Her foot lifts. Her weight shifts. She steps forward and the
air begins to thicken around her, memories filling the space between them. Not
her memories, but the Nephilim’s brush against her like the sweet violets scent
her grandmother used to wear.
She feels the desert wind across her cheeks as she travels
through sands that have barely had time to be ground from the earth beneath;
the cracked earth under a sky that has know too little rain for too many years;
she sees the sky above her, pregnant with the stars just beyond the highest
layers of air, where the wings of angels gleam and flash in reflected sunlight.
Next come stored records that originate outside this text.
use std::fmt;
use std::str::FromStr;

use chrono::NaiveDateTime;
use serde::{Deserialize, Serialize};

use crate::calendar::Unit;
use crate::error::GanttError;

/// Controls the time granularity of the timeline.
#[derive(Debug, Clone, Copy, PartialEq, Eq, Hash, Default, Serialize, Deserialize)]
pub enum ViewMode {
    #[serde(rename = "Quarter Day")]
    QuarterDay,
    #[serde(rename = "Half Day")]
    HalfDay,
    #[default]
    Day,
    Week,
    Month,
    Year,
}

impl ViewMode {
    pub const ALL: [ViewMode; 6] = [
        ViewMode::QuarterDay,
        ViewMode::HalfDay,
        ViewMode::Day,
        ViewMode::Week,
        ViewMode::Month,
        ViewMode::Year,
    ];

    /// Human-readable name, also accepted by [`FromStr`].
    pub fn label(self) -> &'static str {
        match self {
            ViewMode::QuarterDay => "Quarter Day",
            ViewMode::HalfDay => "Half Day",
            ViewMode::Day => "Day",
            ViewMode::Week => "Week",
            ViewMode::Month => "Month",
            ViewMode::Year => "Year",
        }
    }

    pub fn scale(self) -> ScaleParams {
        self.descriptor().scale
    }

    /// The single table row every mode-dependent computation reads from.
    pub fn descriptor(self) -> ModeDescriptor {
        match self {
            ViewMode::QuarterDay => ModeDescriptor {
                scale: ScaleParams::new(6, 38.0),
                padding: RangePadding::Symmetric(7, Unit::Day),
                step: TickStep::Hours,
                lower: LowerText::HourOfDay,
                upper: UpperText::DayMonthOnNewDay,
                lower_offset: 2.0,
                upper_offset: 0.0,
                thick_ticks: ThickTicks::None,
                snap_divisor: 1.0,
            },
            ViewMode::HalfDay => ModeDescriptor {
                scale: ScaleParams::new(12, 38.0),
                padding: RangePadding::Symmetric(7, Unit::Day),
                step: TickStep::Hours,
                lower: LowerText::HourOfDay,
                upper: UpperText::DayOnNewDay,
                lower_offset: 1.0,
                upper_offset: 0.0,
                thick_ticks: ThickTicks::None,
                snap_divisor: 1.0,
            },
            ViewMode::Day => ModeDescriptor {
                scale: ScaleParams::new(24, 38.0),
                padding: RangePadding::Symmetric(1, Unit::Month),
                step: TickStep::Hours,
                lower: LowerText::DayOnNewDay,
                upper: UpperText::MonthOnNewMonth,
                lower_offset: 0.5,
                upper_offset: 15.0,
                thick_ticks: ThickTicks::FirstOfMonth,
                snap_divisor: 1.0,
            },
            ViewMode::Week => ModeDescriptor {
                scale: ScaleParams::new(24 * 7, 140.0),
                padding: RangePadding::Symmetric(1, Unit::Month),
                step: TickStep::Hours,
                lower: LowerText::DayWithMonthOnNewMonth,
                upper: UpperText::MonthOnNewMonth,
                lower_offset: 0.0,
                upper_offset: 2.0,
                thick_ticks: ThickTicks::FirstWeekOfMonth,
                snap_divisor: 7.0,
            },
            ViewMode::Month => ModeDescriptor {
                scale: ScaleParams::new(24 * 30, 120.0),
                padding: RangePadding::YearAligned,
                step: TickStep::Month,
                lower: LowerText::MonthName,
                upper: UpperText::YearOnNewYear,
                lower_offset: 0.5,
                upper_offset: 6.0,
                thick_ticks: ThickTicks::QuarterStart,
                snap_divisor: 30.0,
            },
            ViewMode::Year => ModeDescriptor {
                scale: ScaleParams::new(24 * 365, 120.0),
                padding: RangePadding::Symmetric(2, Unit::Year),
                step: TickStep::Year,
                lower: LowerText::Year,
                upper: UpperText::YearOnNewYear,
                lower_offset: 0.5,
                upper_offset: 15.0,
                thick_ticks: ThickTicks::None,
                snap_divisor: 1.0,
            },
        }
    }
}

impl fmt::Display for ViewMode {
    fn fmt(&self, f: &mut fmt::Formatter<'_>) -> fmt::Result {
        f.write_str(self.label())
    }
}

impl FromStr for ViewMode {
    type Err = GanttError;

    /// Accepts the display label (`"Quarter Day"`) as well as compact forms
    /// such as `quarter_day` or `QuarterDay`.
    fn from_str(s: &str) -> Result<Self, Self::Err> {
        let key: String = s
            .chars()
            .filter(|c| c.is_alphanumeric())
            .collect::<String>()
            .to_lowercase();
        match key.as_str() {
            "quarterday" => Ok(ViewMode::QuarterDay),
            "halfday" => Ok(ViewMode::HalfDay),
            "day" => Ok(ViewMode::Day),
            "week" => Ok(ViewMode::Week),
            "month" => Ok(ViewMode::Month),
            "year" => Ok(ViewMode::Year),
            _ => Err(GanttError::UnknownViewMode(s.to_string())),
        }
    }
}

/// Column sizing for a view mode.
#[derive(Debug, Clone, Copy, PartialEq)]
pub struct ScaleParams {
    pub hours_per_column: u32,
    pub column_width: f32,
}

impl ScaleParams {
    pub const fn new(hours_per_column: u32, column_width: f32) -> Self {
        Self {
            hours_per_column,
            column_width,
        }
    }

    /// Pixels covered by `hours` of elapsed time.
    pub fn hours_to_px(&self, hours: f32) -> f32 {
        hours / self.hours_per_column as f32 * self.column_width
    }

    /// Hours of elapsed time covered by `px` pixels.
    pub fn px_to_hours(&self, px: f32) -> f32 {
        px / self.column_width * self.hours_per_column as f32
    }
}

impl Default for ScaleParams {
    fn default() -> Self {
        ViewMode::default().scale()
    }
}

/// How the raw data bounds are widened before ticks are generated.
#[derive(Debug, Clone, Copy, PartialEq, Eq)]
pub enum RangePadding {
    /// Subtract from the start and add to the end.
    Symmetric(i64, Unit),
    /// Start snaps back to January 1st, end gains one year.
    YearAligned,
}

/// How consecutive ticks are spaced.
#[derive(Debug, Clone, Copy, PartialEq, Eq)]
pub enum TickStep {
    /// `hours_per_column` hours.
    Hours,
    Month,
    Year,
}

#[derive(Debug, Clone, Copy, PartialEq, Eq)]
pub enum LowerText {
    HourOfDay,
    DayOnNewDay,
    DayWithMonthOnNewMonth,
    MonthName,
    Year,
}

#[derive(Debug, Clone, Copy, PartialEq, Eq)]
pub enum UpperText {
    DayMonthOnNewDay,
    DayOnNewDay,
    MonthOnNewMonth,
    YearOnNewYear,
}

/// Which grid lines are drawn heavier.
#[derive(Debug, Clone, Copy, PartialEq, Eq)]
pub enum ThickTicks {
    None,
    FirstOfMonth,
    FirstWeekOfMonth,
    QuarterStart,
}

/// Everything that varies between view modes.
#[derive(Debug, Clone, Copy, PartialEq)]
pub struct ModeDescriptor {
    pub scale: ScaleParams,
    pub padding: RangePadding,
    pub step: TickStep,
    pub lower: LowerText,
    pub upper: UpperText,
    /// Lower label x offset, in column widths.
    pub lower_offset: f32,
    /// Upper label x offset, in column widths.
    pub upper_offset: f32,
    pub thick_ticks: ThickTicks,
    /// Snap unit is `column_width / snap_divisor`.
    pub snap_divisor: f32,
}

/// The global visible bound of the timeline.
#[derive(Debug, Clone, Copy, PartialEq, Eq)]
pub struct DateRange {
    pub start: NaiveDateTime,
    pub end: NaiveDateTime,
}

/// One column boundary on the time axis.
#[derive(Debug, Clone, Copy, PartialEq, Eq)]
pub struct Tick {
    pub date: NaiveDateTime,
    pub column_index: usize,
}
She hears unshod hooves against the deep heartbeat of the earth, fresh from the
hand of the Creator and seething with a myriad of possibilities.
The memories aren’t images. They aren’t the collection of
tiny home movies stored of her grandparents, her childhood, her mother when
everyone had left her. She feels them against her mind in the broad strokes of
Impressionism, layered with the attached impasto of the glory of all Creation.
She takes a breath, filling her lungs with the sweet innocence
of the world before it was corrupted by betrayal.
She takes another step and the Nephilim begins to turn
toward her. An arm raises, the flesh still filling out and darkening; the
muscles expanding and defining. Fully formed fingers uncurl from its palm and
stretch, a languid reconstruction of Michelangelo’s ‘God Creating Adam,’ and an
abstract part of wonders if he, too, had experienced the call of a Nephilim, of
if her knowledge of art was influencing the way the Nephilim moved. He was born
of her, in a manner of speaking, so why shouldn’t it share her memories, just
as she was sharing his.
The open hand pulls on her with the lightest of touches,
reminiscent of the pull of the Mantle but more an invitation than a compulsion.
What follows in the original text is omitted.